**Your goal**: From the entries below, work out how many lines contain the string "dead"; answer with the number alone.

**Extracted information**:
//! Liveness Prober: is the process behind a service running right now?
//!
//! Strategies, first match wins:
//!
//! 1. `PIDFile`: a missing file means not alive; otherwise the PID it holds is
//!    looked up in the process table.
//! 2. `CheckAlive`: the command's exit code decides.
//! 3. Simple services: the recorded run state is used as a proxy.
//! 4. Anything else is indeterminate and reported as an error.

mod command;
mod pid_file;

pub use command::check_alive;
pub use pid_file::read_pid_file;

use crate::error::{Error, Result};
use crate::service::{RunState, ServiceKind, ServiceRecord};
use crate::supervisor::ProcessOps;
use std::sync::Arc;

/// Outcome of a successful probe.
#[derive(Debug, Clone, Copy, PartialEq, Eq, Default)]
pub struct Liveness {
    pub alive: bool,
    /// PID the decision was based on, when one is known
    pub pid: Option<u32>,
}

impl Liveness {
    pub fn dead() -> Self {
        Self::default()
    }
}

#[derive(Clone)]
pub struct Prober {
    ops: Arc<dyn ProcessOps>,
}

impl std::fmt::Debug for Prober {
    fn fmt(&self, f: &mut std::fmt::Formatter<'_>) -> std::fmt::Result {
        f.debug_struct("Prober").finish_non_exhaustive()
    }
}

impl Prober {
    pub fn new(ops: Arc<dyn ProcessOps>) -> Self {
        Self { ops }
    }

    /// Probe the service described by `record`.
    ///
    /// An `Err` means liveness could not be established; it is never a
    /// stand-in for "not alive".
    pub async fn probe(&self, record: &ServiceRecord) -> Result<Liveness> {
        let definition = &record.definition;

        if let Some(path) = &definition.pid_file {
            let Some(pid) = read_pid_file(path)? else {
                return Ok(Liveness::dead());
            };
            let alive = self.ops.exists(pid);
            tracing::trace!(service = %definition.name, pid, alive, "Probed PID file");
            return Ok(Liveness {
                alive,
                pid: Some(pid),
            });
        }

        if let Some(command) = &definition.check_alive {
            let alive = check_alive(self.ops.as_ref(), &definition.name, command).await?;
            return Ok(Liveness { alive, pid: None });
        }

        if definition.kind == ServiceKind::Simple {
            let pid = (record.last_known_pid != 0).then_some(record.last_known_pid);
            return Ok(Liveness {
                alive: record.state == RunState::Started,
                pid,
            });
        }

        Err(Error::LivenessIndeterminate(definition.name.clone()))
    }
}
--
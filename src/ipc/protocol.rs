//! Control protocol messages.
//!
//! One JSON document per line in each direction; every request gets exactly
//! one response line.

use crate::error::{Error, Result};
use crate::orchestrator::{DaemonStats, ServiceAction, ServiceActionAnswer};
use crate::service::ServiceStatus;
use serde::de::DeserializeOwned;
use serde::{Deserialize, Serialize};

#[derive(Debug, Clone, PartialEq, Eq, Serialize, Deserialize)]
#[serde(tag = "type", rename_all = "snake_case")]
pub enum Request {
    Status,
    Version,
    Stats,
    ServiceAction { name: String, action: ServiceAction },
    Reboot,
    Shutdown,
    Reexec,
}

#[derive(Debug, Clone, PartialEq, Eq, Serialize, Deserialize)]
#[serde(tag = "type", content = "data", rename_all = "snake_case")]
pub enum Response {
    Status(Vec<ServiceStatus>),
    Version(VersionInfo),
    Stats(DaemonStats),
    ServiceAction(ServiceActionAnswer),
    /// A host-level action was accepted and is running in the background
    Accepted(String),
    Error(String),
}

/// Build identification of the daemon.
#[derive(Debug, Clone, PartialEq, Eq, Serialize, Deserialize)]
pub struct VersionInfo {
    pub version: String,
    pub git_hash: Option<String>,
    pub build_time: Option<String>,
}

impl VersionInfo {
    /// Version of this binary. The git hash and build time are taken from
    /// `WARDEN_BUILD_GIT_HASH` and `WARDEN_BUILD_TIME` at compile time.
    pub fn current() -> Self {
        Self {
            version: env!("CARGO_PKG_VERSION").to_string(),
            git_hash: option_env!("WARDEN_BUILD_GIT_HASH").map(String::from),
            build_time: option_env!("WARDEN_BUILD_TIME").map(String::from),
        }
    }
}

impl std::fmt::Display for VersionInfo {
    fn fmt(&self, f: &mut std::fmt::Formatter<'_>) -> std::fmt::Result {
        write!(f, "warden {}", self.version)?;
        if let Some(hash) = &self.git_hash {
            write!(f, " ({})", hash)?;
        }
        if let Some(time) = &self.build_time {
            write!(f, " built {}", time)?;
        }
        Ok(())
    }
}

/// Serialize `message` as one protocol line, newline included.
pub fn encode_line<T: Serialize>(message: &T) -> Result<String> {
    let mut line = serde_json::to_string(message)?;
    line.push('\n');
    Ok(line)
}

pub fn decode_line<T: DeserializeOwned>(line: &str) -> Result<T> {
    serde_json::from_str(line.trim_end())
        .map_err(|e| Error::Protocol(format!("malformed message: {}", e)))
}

**Answer to the problem**: 2